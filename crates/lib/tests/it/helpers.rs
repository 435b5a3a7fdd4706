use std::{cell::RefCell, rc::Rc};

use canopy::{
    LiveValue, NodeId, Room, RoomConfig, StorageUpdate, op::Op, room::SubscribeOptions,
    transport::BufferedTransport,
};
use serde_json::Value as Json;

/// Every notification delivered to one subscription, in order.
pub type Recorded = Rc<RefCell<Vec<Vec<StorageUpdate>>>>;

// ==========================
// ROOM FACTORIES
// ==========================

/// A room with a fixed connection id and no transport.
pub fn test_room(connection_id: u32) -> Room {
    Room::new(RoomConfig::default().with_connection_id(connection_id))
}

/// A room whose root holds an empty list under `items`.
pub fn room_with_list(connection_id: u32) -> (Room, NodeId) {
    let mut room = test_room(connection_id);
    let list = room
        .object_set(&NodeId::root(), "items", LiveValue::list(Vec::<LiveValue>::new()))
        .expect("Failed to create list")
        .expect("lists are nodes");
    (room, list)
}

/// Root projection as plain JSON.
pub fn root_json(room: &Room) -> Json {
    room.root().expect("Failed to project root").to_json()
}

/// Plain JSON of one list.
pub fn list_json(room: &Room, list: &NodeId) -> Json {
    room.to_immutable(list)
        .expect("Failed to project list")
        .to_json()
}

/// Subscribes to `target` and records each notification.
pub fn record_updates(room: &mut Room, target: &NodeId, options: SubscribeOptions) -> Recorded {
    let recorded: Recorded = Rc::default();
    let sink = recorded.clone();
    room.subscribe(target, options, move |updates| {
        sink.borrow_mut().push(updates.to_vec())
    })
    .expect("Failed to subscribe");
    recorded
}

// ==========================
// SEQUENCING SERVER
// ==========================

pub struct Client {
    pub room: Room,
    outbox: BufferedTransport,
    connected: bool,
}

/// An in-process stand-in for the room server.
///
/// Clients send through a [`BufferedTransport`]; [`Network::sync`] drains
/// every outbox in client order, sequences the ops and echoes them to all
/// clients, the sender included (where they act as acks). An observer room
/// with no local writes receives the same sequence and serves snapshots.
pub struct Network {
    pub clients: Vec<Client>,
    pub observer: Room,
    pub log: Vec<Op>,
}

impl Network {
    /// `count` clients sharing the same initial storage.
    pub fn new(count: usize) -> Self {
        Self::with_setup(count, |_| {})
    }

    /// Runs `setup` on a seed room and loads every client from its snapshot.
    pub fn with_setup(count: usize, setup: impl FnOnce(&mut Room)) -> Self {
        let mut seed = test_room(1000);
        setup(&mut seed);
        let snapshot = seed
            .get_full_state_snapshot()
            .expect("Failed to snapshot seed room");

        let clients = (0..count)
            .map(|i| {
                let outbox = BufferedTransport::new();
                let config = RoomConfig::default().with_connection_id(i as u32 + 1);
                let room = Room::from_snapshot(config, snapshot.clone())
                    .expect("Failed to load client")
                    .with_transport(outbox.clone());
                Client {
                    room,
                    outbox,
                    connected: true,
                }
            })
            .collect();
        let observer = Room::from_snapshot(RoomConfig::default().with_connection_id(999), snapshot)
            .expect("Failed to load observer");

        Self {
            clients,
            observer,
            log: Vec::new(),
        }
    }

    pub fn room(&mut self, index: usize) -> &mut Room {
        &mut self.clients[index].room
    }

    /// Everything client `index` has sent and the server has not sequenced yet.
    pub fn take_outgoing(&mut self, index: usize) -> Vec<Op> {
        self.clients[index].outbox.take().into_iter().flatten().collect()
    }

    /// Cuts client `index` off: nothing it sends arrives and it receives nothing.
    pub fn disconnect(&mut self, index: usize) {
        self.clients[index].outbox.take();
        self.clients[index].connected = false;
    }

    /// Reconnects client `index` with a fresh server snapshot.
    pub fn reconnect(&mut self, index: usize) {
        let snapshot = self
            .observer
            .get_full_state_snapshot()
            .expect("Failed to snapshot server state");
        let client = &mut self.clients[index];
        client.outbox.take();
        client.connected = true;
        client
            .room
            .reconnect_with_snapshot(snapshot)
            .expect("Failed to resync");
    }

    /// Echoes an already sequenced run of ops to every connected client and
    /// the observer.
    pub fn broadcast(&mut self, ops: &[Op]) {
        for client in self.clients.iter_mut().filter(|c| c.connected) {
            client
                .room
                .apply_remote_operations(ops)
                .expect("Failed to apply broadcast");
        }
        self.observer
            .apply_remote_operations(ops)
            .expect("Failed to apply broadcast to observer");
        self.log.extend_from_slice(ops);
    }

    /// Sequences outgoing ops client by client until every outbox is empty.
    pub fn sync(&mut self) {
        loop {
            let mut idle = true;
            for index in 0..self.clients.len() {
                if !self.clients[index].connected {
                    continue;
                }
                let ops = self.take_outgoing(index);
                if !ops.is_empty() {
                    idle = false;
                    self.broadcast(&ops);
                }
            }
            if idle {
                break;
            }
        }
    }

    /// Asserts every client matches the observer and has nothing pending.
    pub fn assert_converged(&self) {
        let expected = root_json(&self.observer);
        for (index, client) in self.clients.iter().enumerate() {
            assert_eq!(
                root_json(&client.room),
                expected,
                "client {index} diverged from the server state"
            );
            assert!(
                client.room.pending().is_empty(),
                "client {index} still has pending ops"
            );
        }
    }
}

# [EXERCISE PROMPT]
Considering only the records above, state the number of lines that include the word "Network", with nothing added.

# [REPLY]
3